Chairman Emeritus Roslyn Brock of the National NAACP board of directors with Maya Saunders.

Maya Saunders of Dorchester was one of two Boston women honored at the 110th national convention of the NAACP in Detroit last month. Saunders, 26, and a graduate of the NAACP Next Generation (NextGen) Young Professional Leadership Program, works as coordinator of government affairs and public policy at the Massachusetts League of Community Health Centers.

The other honoree from the NextGen program was Ayanna Polk of Roxbury, who in her decade or so with the NAACP in Boston has concentrated on civic engagement.

The 12-month program works with young adults ages 21 to 35 in local NAACP branches whose main focus is a voter action plan. They also develop civil rights competencies and leadership skills to use as social justice advocates.

“I’ve joined the membership committee (of the Boston Branch) and I’m actually in the midst of planning with a few other members, a young adult mixer,” said Saunders. “I feel that even people my age that aren’t involved in the NAACP have a notion that it’s an old people organization. I think that a lot of people don’t realize that there are young people in the NAACP doing great things. Many of them live in Dorchester as well.”
The program, she says, has helped build her network in the city.

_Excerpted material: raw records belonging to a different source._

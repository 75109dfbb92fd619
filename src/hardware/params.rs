//! Parameter structures exchanged through `get_parameter` / `set_parameter`.

use serde::{Deserialize, Serialize};

use crate::common::types::{PortIndex, Rect};

/// Planar YUV 4:2:0.
pub const COLOR_FORMAT_YUV420_PLANAR: u32 = 19;
/// Semi-planar YUV 4:2:0, the usual hardware decoder output.
pub const COLOR_FORMAT_YUV420_SEMIPLANAR: u32 = 21;

/// Which parameter to read back from the unit.
#[derive(Debug, Clone, Copy, PartialEq, Eq, Hash)]
pub enum ParamIndex {
    PortDefinition(PortIndex),
    OutputCrop,
    /// Graphics usage bits the unit needs on surface buffers.
    GraphicUsage,
    /// Whether the unit accepts one access unit split over several buffers.
    PartialFrames,
    ChannelMask,
}

/// Which setting a port-settings-changed event refers to.
#[derive(Debug, Clone, Copy, PartialEq, Eq, Serialize, Deserialize)]
#[serde(rename_all = "camelCase")]
pub enum SettingsIndex {
    /// Unspecified; treated as a full port definition change.
    Unspecified,
    PortDefinition,
    OutputCrop,
    Other(u32),
}

#[derive(Debug, Clone, PartialEq)]
pub enum Parameter {
    PortDefinition(PortDefinition),
    OutputCrop(Rect),
    GraphicUsage(u64),
    PartialFrames(bool),
    ChannelMask(u32),
    ComponentRole(String),
    StoreMetadataInBuffers { port: PortIndex, enable: bool },
    PrependSpsPpsToIdr(bool),
    Bitrate(u32),
    /// Seconds between sync frames; negative disables periodic sync frames.
    IFrameInterval(i32),
    RequestKeyframe,
}

impl Parameter {
    pub fn name(&self) -> &'static str {
        match self {
            Self::PortDefinition(_) => "port-definition",
            Self::OutputCrop(_) => "output-crop",
            Self::GraphicUsage(_) => "graphic-usage",
            Self::PartialFrames(_) => "partial-frames",
            Self::ChannelMask(_) => "channel-mask",
            Self::ComponentRole(_) => "component-role",
            Self::StoreMetadataInBuffers { .. } => "store-metadata-in-buffers",
            Self::PrependSpsPpsToIdr(_) => "prepend-sps-pps-to-idr",
            Self::Bitrate(_) => "bitrate",
            Self::IFrameInterval(_) => "i-frame-interval",
            Self::RequestKeyframe => "request-keyframe",
        }
    }
}

/// Buffer requirements and data format of one port.
#[derive(Debug, Clone, PartialEq)]
pub struct PortDefinition {
    pub port: PortIndex,
    pub buffer_count: u32,
    pub min_buffer_count: u32,
    pub buffer_size: usize,
    pub enabled: bool,
    pub format: PortFormat,
}

#[derive(Debug, Clone, PartialEq)]
pub enum PortFormat {
    Video(VideoPortFormat),
    Audio(AudioPortFormat),
}

impl PortFormat {
    pub fn video(&self) -> Option<&VideoPortFormat> {
        match self {
            Self::Video(v) => Some(v),
            Self::Audio(_) => None,
        }
    }

    pub fn audio(&self) -> Option<&AudioPortFormat> {
        match self {
            Self::Audio(a) => Some(a),
            Self::Video(_) => None,
        }
    }
}

#[derive(Debug, Clone, PartialEq)]
pub struct VideoPortFormat {
    pub coding: VideoCoding,
    pub width: u32,
    pub height: u32,
    pub stride: u32,
    pub slice_height: u32,
    pub color_format: u32,
    pub frame_rate: u32,
    pub bitrate: u32,
}

impl VideoPortFormat {
    pub fn raw(width: u32, height: u32, color_format: u32) -> Self {
        Self {
            coding: VideoCoding::Raw,
            width,
            height,
            stride: width,
            slice_height: height,
            color_format,
            frame_rate: 0,
            bitrate: 0,
        }
    }
}

#[derive(Debug, Clone, PartialEq)]
pub struct AudioPortFormat {
    pub coding: AudioCoding,
    pub channels: u32,
    pub sample_rate: u32,
    pub bitrate: u32,
}

#[derive(Debug, Clone, Copy, PartialEq, Eq)]
pub enum VideoCoding {
    Raw,
    Avc,
    Hevc,
    Mpeg4,
    H263,
    Vp8,
    Vp9,
}

#[derive(Debug, Clone, Copy, PartialEq, Eq)]
pub enum AudioCoding {
    Pcm,
    Aac { profile: u32, adts: bool },
    AmrNb,
    AmrWb,
    G711ALaw,
    G711MuLaw,
    Flac { compression_level: u32 },
    Mp3,
    Vorbis,
}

“Everyone is doing great things and supporting each other. I think the key is that we’ve all been supporting each other. And that’s really what got me through the program, just that network, a lot of us feel like family now,” she said.

Boston, home to the NAACP’s first chartered branch, which was founded in 1911, will host the organization’s national gathering next year. Saunders said that the convention in Detroit has her pumped up. “I left there feeling extremely motivated,” she said.